Could you print exactly the lines of the listing below, starting at the line that has "model endpoint operations" and ending at the line that has "Page size bounds", and only those lines?
● ● ●
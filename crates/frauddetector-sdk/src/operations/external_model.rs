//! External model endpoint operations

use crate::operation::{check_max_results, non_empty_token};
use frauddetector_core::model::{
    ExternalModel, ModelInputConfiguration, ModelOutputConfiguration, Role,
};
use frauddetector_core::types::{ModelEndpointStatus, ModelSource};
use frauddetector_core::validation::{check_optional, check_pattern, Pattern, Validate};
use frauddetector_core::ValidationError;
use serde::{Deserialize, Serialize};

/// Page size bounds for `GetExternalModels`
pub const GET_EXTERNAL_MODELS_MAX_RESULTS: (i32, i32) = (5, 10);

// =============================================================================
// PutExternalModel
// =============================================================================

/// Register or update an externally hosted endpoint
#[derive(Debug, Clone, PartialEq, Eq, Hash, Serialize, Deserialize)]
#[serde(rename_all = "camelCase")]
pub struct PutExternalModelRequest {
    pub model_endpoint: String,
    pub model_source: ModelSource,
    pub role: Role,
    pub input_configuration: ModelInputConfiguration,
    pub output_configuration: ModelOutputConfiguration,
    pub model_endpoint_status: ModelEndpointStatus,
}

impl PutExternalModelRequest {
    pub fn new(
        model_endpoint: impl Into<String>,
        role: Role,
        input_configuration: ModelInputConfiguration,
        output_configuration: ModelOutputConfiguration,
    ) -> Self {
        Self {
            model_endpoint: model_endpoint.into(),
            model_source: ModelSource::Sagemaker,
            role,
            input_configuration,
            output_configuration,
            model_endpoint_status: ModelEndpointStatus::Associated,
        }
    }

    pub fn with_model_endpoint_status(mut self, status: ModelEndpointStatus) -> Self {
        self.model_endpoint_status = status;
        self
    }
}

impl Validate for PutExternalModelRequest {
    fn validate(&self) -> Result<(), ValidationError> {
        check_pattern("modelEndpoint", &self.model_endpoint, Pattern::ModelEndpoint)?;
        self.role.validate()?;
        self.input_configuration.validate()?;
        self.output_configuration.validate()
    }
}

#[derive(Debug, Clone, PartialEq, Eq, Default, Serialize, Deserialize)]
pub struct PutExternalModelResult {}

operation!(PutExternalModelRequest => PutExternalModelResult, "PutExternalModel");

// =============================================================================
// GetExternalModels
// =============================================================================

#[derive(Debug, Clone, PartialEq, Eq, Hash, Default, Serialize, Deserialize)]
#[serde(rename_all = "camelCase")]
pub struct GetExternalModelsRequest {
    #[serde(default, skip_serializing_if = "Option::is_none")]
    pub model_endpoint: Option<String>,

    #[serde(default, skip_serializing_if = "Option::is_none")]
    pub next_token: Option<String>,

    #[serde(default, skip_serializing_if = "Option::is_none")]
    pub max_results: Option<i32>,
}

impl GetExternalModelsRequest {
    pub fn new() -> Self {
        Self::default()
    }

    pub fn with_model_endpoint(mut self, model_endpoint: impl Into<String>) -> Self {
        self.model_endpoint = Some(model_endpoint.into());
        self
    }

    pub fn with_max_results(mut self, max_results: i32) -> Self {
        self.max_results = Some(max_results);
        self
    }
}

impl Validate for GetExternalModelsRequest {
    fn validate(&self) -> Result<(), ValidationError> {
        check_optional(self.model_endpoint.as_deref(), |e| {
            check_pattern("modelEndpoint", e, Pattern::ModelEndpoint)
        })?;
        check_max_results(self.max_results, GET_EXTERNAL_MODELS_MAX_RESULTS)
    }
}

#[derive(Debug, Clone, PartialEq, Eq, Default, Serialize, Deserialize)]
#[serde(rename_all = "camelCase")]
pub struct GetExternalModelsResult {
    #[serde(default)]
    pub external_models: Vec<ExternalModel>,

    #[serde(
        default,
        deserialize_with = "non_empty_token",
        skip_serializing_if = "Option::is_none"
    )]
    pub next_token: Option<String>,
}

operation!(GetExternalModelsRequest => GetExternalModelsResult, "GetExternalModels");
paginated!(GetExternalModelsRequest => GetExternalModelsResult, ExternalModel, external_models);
● ● ●
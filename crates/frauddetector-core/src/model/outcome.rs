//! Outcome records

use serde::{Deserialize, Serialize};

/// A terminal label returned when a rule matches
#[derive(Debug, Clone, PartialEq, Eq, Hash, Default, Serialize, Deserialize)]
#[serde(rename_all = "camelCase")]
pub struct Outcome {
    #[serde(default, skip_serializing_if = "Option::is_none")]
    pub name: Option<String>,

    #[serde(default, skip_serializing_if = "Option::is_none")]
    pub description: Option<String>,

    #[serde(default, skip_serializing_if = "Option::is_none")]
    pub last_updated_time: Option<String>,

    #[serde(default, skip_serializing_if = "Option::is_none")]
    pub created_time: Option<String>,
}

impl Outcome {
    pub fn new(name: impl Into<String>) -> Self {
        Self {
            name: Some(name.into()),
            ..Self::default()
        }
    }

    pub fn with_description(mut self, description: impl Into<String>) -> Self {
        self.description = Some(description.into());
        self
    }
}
● ● ●
ANSWER FOR THE TASK ::
//! External model endpoint operations

use crate::operation::{check_max_results, non_empty_token};
use frauddetector_core::model::{
    ExternalModel, ModelInputConfiguration, ModelOutputConfiguration, Role,
};
use frauddetector_core::types::{ModelEndpointStatus, ModelSource};
use frauddetector_core::validation::{check_optional, check_pattern, Pattern, Validate};
use frauddetector_core::ValidationError;
use serde::{Deserialize, Serialize};

/// Page size bounds for `GetExternalModels`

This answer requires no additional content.